Ce n'est pas un secret que le Canada exporte principalement des
matières premières vers l'Europe qui en retour vend principalement au
Canada des produits finis, à valeur ajoutée. Cela a créé un
extraordinaire déficit commercial de 28 milliards $ avec l'UE. Ce
déficit ne peut que s'aggraver si nous rendons plus facile (et moins
cher) pour les entreprises européennes d'expédier les produits finis au
Canada, et plus facile (et moins cher) pour les entreprises canadiennes
d’expédier des ressources en Europe.
Une partie du résumé du
mémoire qu’Unifor a soumis aux audiences de Novembre 2013 contient ce
qui suit: «Nous sommes en train d’octroyer des droits à des
investisseurs et à des compagnies privées qui sont du jamais vu.

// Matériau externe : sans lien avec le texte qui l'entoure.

/// Computes the bubble placement for a coach mark within a container.
///
/// Pure and deterministic. The vertical slot is binary: a
/// [`PeakSide::Bottom`] mark stands above its cutout, anchored by a bottom
/// offset of `-(container_height - cutout_min_y + gap)`; any other side
/// stands below, anchored by a top offset of `cutout_max_y + gap`. A mark
/// without a cutout is vertically centered.
///
/// Fails with [`LayoutError::DegenerateContainer`] when the container has
/// zero area or its width cannot fit the margins.
pub fn compute_placement(
    mark: &CoachMark,
    container: Rect,
    direction: LayoutDirection,
    alignment: HorizontalAlignment,
) -> Result<LayoutResult, LayoutError> {
    debug_assert!(mark.gap >= 0.0, "coach mark gap must be non-negative");
    debug_assert!(mark.max_width > 0.0, "coach mark max width must be positive");
    debug_assert!(
        mark.horizontal_margin >= 0.0,
        "coach mark horizontal margin must be non-negative"
    );

    if container.width() <= 0.0 || container.height() <= 0.0 {
        return Err(LayoutError::DegenerateContainer);
    }
    let max_width = mark
        .max_width
        .min(container.width() - 2.0 * mark.horizontal_margin);
    if max_width < 0.0 {
        return Err(LayoutError::DegenerateContainer);
    }

    let vertical = match mark.cutout {
        Some(cutout) => match mark.peak_side {
            PeakSide::Bottom => {
                let above = container.height() - (cutout.rect.min_y() - container.min_y());
                VerticalAnchor::FromBottom(-(above + mark.gap))
            }
            PeakSide::Top | PeakSide::Left | PeakSide::Right => {
                VerticalAnchor::FromTop(cutout.rect.max_y() - container.min_y() + mark.gap)
            }
        },
        None => VerticalAnchor::Centered,
    };

    let horizontal = match alignment {
        HorizontalAlignment::Leading => HorizontalAnchor::Leading,
        HorizontalAlignment::Trailing => HorizontalAnchor::Trailing,
        HorizontalAlignment::Centered => {
            let offset = match mark.point_of_interest {
                Some(poi) => {
                    // The distance from the container center to the point of
                    // interest, mirrored under RTL; the bubble center shifts
                    // by its negation, landing on the point of interest.
                    let from_center = container.center().x - poi.x;
                    let from_center = if direction.is_rtl() {
                        -from_center
                    } else {
                        from_center
                    };
                    -from_center
                }
                None => 0.0,
            };
            HorizontalAnchor::Centered { offset }
        }
    };

    Ok(LayoutResult {
        container,
        direction,
        alignment,
        peak_side: mark.peak_side,
        vertical,
        horizontal,
        max_width,
        horizontal_margin: mark.horizontal_margin,
    })
}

Nous
sommes en train d’octroyer aux investisseurs et aux compagnies privées
le droit de contester les décisions politiques démocratiques prises par
nos gouvernements nationaux et sous-nationaux, si ces décisions portent
atteinte à leur droit de faire des profits. Qu’en est-il du droit des
travailleuses et des travailleurs d’avoir des emplois décents? Qu’en
est-il du droit des citoyennes et des citoyens à prendre des décisions
démocratiques? »


Pourquoi un gouvernement canadien quel qu’il
soit pourrait-il négocier l'abandon de la souveraineté, céder les
pouvoirs législatifs et judiciaires à une clique de représentants
d'entreprises internationales, mettre les gouvernements municipaux et
provinciaux sous la juridiction de compagnies étrangères, et priver les
Canadiennes et les Canadiens du pouvoir de prendre des décisions dans
leurs propre pays? Parce que l'AECG aura pour effet de mettre en œuvre
le programme néolibéral de privatisation sans qu’il y ait nécessité de
décision parlementaire. Le gouvernement Harper va pouvoir ainsi
accomplir le programme des compagnies par le truchement d'un accord
commercial qui aura été négocié en secret et qui sera un fait accompli
avant même que qui que ce soit, y compris les membres du parlement, ait
pu en voir un manuscrit complet. Les partis d'opposition, et en
particulier le NPD, se sont déshonorés dans leur soutien à ce qui est
essentiellement un acte de trahison. Il y a eu une certaine opposition
de la part du mouvement ouvrier, mais les dénonciations et l’opposition
la plus importante est venue de forces comme le Centre canadien de
politiques alternatives, le Conseil des Canadiens, les mouvements
sociaux au Québec, les municipalités, les organisations de soins de
santé, les organisations environnementales et les Premières nations.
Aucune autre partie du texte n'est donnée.